(Your goal):
Find all the lines in the entries below that hold the word "Option" and copy them.

(Excerpted records):
※

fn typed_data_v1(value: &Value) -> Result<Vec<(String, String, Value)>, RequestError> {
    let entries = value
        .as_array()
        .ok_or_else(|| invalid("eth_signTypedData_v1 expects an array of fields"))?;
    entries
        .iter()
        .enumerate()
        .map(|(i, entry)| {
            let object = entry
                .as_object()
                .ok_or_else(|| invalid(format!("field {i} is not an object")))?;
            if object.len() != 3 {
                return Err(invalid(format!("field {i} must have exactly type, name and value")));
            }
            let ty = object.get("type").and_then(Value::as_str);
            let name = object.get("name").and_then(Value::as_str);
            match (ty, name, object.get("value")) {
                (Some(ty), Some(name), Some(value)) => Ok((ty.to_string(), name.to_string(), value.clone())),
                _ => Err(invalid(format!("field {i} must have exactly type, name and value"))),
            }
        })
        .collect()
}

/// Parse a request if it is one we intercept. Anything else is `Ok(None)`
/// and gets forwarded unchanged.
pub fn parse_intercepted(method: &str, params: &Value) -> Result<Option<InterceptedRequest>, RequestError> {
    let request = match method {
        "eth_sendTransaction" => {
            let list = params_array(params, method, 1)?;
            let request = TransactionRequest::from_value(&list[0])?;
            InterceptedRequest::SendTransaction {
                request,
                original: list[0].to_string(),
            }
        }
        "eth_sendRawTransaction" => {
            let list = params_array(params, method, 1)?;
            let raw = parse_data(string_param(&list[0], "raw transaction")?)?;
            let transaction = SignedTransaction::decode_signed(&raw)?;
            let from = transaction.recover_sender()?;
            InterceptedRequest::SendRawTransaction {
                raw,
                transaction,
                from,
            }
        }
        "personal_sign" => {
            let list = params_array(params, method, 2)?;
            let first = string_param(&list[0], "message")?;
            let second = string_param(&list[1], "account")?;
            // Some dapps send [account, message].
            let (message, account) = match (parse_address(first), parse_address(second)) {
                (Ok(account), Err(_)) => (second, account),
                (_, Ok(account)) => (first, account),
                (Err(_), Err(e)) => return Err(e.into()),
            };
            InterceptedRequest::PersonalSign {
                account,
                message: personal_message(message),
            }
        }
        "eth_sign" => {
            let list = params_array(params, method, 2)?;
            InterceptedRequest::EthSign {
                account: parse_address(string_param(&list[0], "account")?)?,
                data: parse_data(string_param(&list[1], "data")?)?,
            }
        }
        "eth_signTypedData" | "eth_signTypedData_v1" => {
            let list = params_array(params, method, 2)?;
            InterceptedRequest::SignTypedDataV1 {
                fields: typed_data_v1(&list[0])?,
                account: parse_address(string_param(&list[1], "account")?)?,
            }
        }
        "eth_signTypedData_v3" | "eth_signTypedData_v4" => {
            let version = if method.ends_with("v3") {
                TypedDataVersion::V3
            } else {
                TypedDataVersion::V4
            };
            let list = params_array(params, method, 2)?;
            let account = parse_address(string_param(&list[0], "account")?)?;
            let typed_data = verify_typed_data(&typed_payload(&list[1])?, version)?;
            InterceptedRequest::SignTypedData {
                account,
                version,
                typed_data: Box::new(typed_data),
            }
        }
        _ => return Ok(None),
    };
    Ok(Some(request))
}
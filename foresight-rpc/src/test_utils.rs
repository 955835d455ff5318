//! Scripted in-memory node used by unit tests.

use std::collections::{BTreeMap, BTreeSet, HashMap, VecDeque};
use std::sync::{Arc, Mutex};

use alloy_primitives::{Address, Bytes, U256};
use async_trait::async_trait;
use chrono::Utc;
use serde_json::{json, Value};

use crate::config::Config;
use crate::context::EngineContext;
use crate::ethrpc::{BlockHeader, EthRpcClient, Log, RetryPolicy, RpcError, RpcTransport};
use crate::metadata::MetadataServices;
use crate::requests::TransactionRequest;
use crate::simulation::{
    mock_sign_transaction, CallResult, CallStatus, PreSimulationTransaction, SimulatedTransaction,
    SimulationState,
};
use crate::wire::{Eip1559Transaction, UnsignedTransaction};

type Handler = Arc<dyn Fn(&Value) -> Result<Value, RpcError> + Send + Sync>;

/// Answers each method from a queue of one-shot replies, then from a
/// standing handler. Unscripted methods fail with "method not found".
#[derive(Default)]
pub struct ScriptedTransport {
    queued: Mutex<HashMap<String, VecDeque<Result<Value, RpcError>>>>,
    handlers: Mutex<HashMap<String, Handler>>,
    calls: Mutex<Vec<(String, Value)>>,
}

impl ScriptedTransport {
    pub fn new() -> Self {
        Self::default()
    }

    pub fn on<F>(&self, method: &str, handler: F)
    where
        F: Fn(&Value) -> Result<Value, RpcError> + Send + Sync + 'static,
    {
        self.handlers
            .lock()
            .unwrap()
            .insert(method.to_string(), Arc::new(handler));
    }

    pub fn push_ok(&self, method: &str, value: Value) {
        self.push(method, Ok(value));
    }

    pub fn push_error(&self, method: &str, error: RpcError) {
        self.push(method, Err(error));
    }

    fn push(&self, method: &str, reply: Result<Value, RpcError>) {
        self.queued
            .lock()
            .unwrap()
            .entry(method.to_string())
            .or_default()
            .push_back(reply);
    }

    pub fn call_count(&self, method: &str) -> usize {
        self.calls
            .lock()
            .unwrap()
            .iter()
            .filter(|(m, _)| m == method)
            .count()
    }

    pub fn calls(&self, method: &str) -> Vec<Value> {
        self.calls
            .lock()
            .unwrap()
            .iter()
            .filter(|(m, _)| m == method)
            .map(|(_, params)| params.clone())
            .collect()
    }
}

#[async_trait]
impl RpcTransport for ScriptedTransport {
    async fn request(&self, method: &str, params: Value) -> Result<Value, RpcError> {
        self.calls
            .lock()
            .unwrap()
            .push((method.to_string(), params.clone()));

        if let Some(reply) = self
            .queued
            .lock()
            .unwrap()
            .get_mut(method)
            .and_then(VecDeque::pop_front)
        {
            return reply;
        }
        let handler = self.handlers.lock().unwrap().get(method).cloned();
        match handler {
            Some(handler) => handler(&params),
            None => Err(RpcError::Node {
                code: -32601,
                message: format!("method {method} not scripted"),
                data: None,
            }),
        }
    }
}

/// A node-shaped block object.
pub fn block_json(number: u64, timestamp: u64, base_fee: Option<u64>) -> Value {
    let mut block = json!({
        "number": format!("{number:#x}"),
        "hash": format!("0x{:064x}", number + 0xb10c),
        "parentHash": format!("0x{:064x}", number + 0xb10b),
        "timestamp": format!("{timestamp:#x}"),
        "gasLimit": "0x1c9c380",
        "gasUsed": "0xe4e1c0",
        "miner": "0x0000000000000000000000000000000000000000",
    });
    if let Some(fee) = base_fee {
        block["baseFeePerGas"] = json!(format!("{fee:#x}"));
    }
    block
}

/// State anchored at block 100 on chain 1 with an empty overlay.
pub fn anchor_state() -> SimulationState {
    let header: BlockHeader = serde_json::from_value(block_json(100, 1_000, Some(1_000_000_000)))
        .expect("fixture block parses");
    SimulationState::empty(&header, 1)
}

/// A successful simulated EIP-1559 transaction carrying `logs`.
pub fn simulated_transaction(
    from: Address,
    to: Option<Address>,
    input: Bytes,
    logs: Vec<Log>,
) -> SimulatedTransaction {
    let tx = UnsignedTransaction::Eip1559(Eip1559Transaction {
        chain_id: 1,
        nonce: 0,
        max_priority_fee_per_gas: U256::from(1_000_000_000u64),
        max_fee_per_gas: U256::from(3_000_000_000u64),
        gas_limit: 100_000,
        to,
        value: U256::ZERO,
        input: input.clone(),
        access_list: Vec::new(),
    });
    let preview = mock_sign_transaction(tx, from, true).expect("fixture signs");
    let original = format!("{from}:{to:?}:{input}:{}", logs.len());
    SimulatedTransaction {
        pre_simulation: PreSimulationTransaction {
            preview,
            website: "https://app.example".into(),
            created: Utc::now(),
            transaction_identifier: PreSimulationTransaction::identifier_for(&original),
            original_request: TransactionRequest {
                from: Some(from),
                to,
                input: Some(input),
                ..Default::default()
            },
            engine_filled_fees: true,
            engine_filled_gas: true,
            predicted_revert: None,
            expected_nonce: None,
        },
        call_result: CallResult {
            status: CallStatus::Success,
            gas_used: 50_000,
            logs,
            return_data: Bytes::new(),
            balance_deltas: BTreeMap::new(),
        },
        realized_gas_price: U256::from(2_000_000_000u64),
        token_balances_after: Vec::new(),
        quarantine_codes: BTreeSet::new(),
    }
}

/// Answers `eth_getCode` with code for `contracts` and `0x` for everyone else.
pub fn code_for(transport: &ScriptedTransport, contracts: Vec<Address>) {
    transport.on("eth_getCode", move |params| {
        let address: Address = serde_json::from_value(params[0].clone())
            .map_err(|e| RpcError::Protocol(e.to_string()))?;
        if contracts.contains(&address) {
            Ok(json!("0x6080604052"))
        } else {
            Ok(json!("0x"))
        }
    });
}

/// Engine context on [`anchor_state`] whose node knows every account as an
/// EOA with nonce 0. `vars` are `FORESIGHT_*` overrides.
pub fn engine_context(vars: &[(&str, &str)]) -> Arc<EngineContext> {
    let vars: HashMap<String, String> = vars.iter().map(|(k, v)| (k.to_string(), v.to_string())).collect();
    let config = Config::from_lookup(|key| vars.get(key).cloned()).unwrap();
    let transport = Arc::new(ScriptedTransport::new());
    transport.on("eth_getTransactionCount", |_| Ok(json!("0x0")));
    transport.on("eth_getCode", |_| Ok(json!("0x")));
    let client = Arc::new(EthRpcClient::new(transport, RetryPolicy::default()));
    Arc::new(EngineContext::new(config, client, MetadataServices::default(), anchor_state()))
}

※

(Written solution):
pub fn parse_intercepted(method: &str, params: &Value) -> Result<Option<InterceptedRequest>, RequestError> {
pub fn block_json(number: u64, timestamp: u64, base_fee: Option<u64>) -> Value {
    to: Option<Address>,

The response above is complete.